[EXERCISE DIRECTIONS] Please copy all of the records exactly, leaving nothing out.

[AVAILABLE RECORDS]
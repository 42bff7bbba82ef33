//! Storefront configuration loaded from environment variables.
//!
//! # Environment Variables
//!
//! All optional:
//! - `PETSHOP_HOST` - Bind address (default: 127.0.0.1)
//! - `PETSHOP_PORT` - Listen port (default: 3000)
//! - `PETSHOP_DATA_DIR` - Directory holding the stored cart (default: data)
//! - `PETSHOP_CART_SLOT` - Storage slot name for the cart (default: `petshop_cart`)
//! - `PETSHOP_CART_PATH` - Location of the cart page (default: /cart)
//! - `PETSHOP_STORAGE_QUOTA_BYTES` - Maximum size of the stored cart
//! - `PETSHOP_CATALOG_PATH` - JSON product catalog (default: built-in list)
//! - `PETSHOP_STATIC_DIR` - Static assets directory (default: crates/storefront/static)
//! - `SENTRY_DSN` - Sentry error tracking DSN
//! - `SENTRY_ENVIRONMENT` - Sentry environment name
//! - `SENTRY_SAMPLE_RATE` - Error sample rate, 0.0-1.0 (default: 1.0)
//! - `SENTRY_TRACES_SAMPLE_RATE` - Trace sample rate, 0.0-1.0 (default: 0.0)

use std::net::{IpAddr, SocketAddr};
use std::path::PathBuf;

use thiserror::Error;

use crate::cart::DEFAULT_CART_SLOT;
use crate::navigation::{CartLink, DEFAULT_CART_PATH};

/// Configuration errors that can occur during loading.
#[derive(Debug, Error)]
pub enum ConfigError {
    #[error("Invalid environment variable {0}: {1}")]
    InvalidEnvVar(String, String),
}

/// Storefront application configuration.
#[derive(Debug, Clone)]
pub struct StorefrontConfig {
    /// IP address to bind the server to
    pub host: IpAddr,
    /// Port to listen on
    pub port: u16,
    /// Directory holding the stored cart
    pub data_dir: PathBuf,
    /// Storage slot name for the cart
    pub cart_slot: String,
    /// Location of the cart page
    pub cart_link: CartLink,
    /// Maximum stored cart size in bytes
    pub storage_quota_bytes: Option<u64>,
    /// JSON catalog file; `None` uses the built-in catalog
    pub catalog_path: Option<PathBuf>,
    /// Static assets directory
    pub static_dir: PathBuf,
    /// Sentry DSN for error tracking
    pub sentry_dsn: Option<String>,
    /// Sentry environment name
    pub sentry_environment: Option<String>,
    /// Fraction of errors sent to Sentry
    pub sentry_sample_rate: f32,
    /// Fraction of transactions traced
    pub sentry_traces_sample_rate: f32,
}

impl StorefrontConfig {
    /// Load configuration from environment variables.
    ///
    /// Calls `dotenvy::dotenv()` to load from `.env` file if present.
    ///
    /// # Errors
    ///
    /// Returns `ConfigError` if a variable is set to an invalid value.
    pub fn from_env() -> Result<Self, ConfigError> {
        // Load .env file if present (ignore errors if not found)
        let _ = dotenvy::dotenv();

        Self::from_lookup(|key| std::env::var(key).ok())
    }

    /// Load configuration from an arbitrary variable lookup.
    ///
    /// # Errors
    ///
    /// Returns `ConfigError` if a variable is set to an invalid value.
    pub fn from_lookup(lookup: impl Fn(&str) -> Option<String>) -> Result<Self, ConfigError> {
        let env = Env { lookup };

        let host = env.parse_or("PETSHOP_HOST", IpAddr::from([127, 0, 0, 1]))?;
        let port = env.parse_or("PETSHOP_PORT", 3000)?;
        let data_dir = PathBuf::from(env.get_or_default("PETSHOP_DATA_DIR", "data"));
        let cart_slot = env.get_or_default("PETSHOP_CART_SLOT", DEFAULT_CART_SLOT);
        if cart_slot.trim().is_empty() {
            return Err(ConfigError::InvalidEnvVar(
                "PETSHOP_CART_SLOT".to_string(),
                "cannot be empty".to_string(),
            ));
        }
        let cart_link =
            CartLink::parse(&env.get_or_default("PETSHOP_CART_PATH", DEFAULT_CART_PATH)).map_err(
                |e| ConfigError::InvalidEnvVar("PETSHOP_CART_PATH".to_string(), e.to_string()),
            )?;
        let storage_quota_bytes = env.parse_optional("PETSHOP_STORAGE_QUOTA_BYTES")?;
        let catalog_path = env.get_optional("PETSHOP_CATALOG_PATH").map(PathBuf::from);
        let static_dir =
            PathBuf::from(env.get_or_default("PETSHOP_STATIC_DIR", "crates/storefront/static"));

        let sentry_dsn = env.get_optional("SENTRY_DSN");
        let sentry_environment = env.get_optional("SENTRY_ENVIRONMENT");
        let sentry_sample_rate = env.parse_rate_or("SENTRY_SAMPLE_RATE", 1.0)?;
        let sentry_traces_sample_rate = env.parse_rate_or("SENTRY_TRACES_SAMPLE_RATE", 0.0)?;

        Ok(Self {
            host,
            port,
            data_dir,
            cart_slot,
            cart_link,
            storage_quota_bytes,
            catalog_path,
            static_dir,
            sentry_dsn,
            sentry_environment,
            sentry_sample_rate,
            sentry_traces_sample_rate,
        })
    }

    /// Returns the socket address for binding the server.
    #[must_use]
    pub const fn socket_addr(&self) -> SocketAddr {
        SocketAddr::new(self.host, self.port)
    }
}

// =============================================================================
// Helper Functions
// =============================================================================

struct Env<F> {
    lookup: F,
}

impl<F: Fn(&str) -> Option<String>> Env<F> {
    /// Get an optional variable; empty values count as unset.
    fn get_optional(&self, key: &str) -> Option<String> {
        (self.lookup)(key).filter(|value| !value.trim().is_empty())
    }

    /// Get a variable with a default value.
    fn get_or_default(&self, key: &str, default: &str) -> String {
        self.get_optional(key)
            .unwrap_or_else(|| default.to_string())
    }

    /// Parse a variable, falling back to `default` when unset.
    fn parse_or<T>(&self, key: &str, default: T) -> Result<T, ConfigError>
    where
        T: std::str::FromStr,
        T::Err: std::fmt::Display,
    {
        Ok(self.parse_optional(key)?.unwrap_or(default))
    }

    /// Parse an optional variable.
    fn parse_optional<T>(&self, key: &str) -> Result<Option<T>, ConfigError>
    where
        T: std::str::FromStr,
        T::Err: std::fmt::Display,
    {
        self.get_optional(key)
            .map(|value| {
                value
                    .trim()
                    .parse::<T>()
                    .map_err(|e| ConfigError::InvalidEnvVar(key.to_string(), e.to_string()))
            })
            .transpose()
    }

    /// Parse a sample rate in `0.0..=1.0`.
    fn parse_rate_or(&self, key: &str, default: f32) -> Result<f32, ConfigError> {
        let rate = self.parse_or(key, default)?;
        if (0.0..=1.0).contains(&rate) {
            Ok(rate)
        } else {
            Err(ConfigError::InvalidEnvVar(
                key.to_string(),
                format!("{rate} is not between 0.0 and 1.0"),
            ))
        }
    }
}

[EXPECTED ANSWER]
repository 42bff7bbba82ef33
//! Storefront configuration loaded from environment variables.
//!
//! # Environment Variables
//!
//! All optional:
//! - `PETSHOP_HOST` - Bind address (default: 127.0.0.1)
//! - `PETSHOP_PORT` - Listen port (default: 3000)
//! - `PETSHOP_DATA_DIR` - Directory holding the stored cart (default: data)
//! - `PETSHOP_CART_SLOT` - Storage slot name for the cart (default: `petshop_cart`)
//! - `PETSHOP_CART_PATH` - Location of the cart page (default: /cart)
//! - `PETSHOP_STORAGE_QUOTA_BYTES` - Maximum size of the stored cart
//! - `PETSHOP_CATALOG_PATH` - JSON product catalog (default: built-in list)
//! - `PETSHOP_STATIC_DIR` - Static assets directory (default: crates/storefront/static)
//! - `SENTRY_DSN` - Sentry error tracking DSN
//! - `SENTRY_ENVIRONMENT` - Sentry environment name
//! - `SENTRY_SAMPLE_RATE` - Error sample rate, 0.0-1.0 (default: 1.0)
//! - `SENTRY_TRACES_SAMPLE_RATE` - Trace sample rate, 0.0-1.0 (default: 0.0)

use std::net::{IpAddr, SocketAddr};
use std::path::PathBuf;

use thiserror::Error;

use crate::cart::DEFAULT_CART_SLOT;
use crate::navigation::{CartLink, DEFAULT_CART_PATH};

/// Configuration errors that can occur during loading.
#[derive(Debug, Error)]
pub enum ConfigError {
    #[error("Invalid environment variable {0}: {1}")]
    InvalidEnvVar(String, String),
}

/// Storefront application configuration.
#[derive(Debug, Clone)]
pub struct StorefrontConfig {
    /// IP address to bind the server to
    pub host: IpAddr,
    /// Port to listen on
    pub port: u16,
    /// Directory holding the stored cart
    pub data_dir: PathBuf,
    /// Storage slot name for the cart
    pub cart_slot: String,
    /// Location of the cart page
    pub cart_link: CartLink,
    /// Maximum stored cart size in bytes
    pub storage_quota_bytes: Option<u64>,
    /// JSON catalog file; `None` uses the built-in catalog
    pub catalog_path: Option<PathBuf>,
    /// Static assets directory
    pub static_dir: PathBuf,
    /// Sentry DSN for error tracking
    pub sentry_dsn: Option<String>,
    /// Sentry environment name
    pub sentry_environment: Option<String>,
    /// Fraction of errors sent to Sentry
    pub sentry_sample_rate: f32,
    /// Fraction of transactions traced
    pub sentry_traces_sample_rate: f32,
}

impl StorefrontConfig {
    /// Load configuration from environment variables.
    ///
    /// Calls `dotenvy::dotenv()` to load from `.env` file if present.
    ///
    /// # Errors
    ///
    /// Returns `ConfigError` if a variable is set to an invalid value.
    pub fn from_env() -> Result<Self, ConfigError> {
        // Load .env file if present (ignore errors if not found)
        let _ = dotenvy::dotenv();

        Self::from_lookup(|key| std::env::var(key).ok())
    }

    /// Load configuration from an arbitrary variable lookup.
    ///
    /// # Errors
    ///
    /// Returns `ConfigError` if a variable is set to an invalid value.
    pub fn from_lookup(lookup: impl Fn(&str) -> Option<String>) -> Result<Self, ConfigError> {
        let env = Env { lookup };

        let host = env.parse_or("PETSHOP_HOST", IpAddr::from([127, 0, 0, 1]))?;
        let port = env.parse_or("PETSHOP_PORT", 3000)?;
        let data_dir = PathBuf::from(env.get_or_default("PETSHOP_DATA_DIR", "data"));
        let cart_slot = env.get_or_default("PETSHOP_CART_SLOT", DEFAULT_CART_SLOT);
        if cart_slot.trim().is_empty() {
            return Err(ConfigError::InvalidEnvVar(
                "PETSHOP_CART_SLOT".to_string(),
                "cannot be empty".to_string(),
            ));
        }
        let cart_link =
            CartLink::parse(&env.get_or_default("PETSHOP_CART_PATH", DEFAULT_CART_PATH)).map_err(
                |e| ConfigError::InvalidEnvVar("PETSHOP_CART_PATH".to_string(), e.to_string()),
            )?;
        let storage_quota_bytes = env.parse_optional("PETSHOP_STORAGE_QUOTA_BYTES")?;
        let catalog_path = env.get_optional("PETSHOP_CATALOG_PATH").map(PathBuf::from);
        let static_dir =
            PathBuf::from(env.get_or_default("PETSHOP_STATIC_DIR", "crates/storefront/static"));

        let sentry_dsn = env.get_optional("SENTRY_DSN");
        let sentry_environment = env.get_optional("SENTRY_ENVIRONMENT");
        let sentry_sample_rate = env.parse_rate_or("SENTRY_SAMPLE_RATE", 1.0)?;
        let sentry_traces_sample_rate = env.parse_rate_or("SENTRY_TRACES_SAMPLE_RATE", 0.0)?;

        Ok(Self {
            host,
            port,
            data_dir,
            cart_slot,
            cart_link,
            storage_quota_bytes,
            catalog_path,
            static_dir,
            sentry_dsn,
            sentry_environment,
            sentry_sample_rate,
            sentry_traces_sample_rate,
        })
    }

    /// Returns the socket address for binding the server.
    #[must_use]
    pub const fn socket_addr(&self) -> SocketAddr {
        SocketAddr::new(self.host, self.port)
    }
}

// =============================================================================
// Helper Functions
// =============================================================================

struct Env<F> {
    lookup: F,
}

impl<F: Fn(&str) -> Option<String>> Env<F> {
    /// Get an optional variable; empty values count as unset.
    fn get_optional(&self, key: &str) -> Option<String> {
        (self.lookup)(key).filter(|value| !value.trim().is_empty())
    }

    /// Get a variable with a default value.
    fn get_or_default(&self, key: &str, default: &str) -> String {
        self.get_optional(key)
            .unwrap_or_else(|| default.to_string())
    }

    /// Parse a variable, falling back to `default` when unset.
    fn parse_or<T>(&self, key: &str, default: T) -> Result<T, ConfigError>
    where
        T: std::str::FromStr,
        T::Err: std::fmt::Display,
    {
        Ok(self.parse_optional(key)?.unwrap_or(default))
    }

    /// Parse an optional variable.
    fn parse_optional<T>(&self, key: &str) -> Result<Option<T>, ConfigError>
    where
        T: std::str::FromStr,
        T::Err: std::fmt::Display,
    {
        self.get_optional(key)
            .map(|value| {
                value
                    .trim()
                    .parse::<T>()
                    .map_err(|e| ConfigError::InvalidEnvVar(key.to_string(), e.to_string()))
            })
            .transpose()
    }

    /// Parse a sample rate in `0.0..=1.0`.
    fn parse_rate_or(&self, key: &str, default: f32) -> Result<f32, ConfigError> {
        let rate = self.parse_or(key, default)?;
        if (0.0..=1.0).contains(&rate) {
            Ok(rate)
        } else {
            Err(ConfigError::InvalidEnvVar(
                key.to_string(),
                format!("{rate} is not between 0.0 and 1.0"),
            ))
        }
    }
}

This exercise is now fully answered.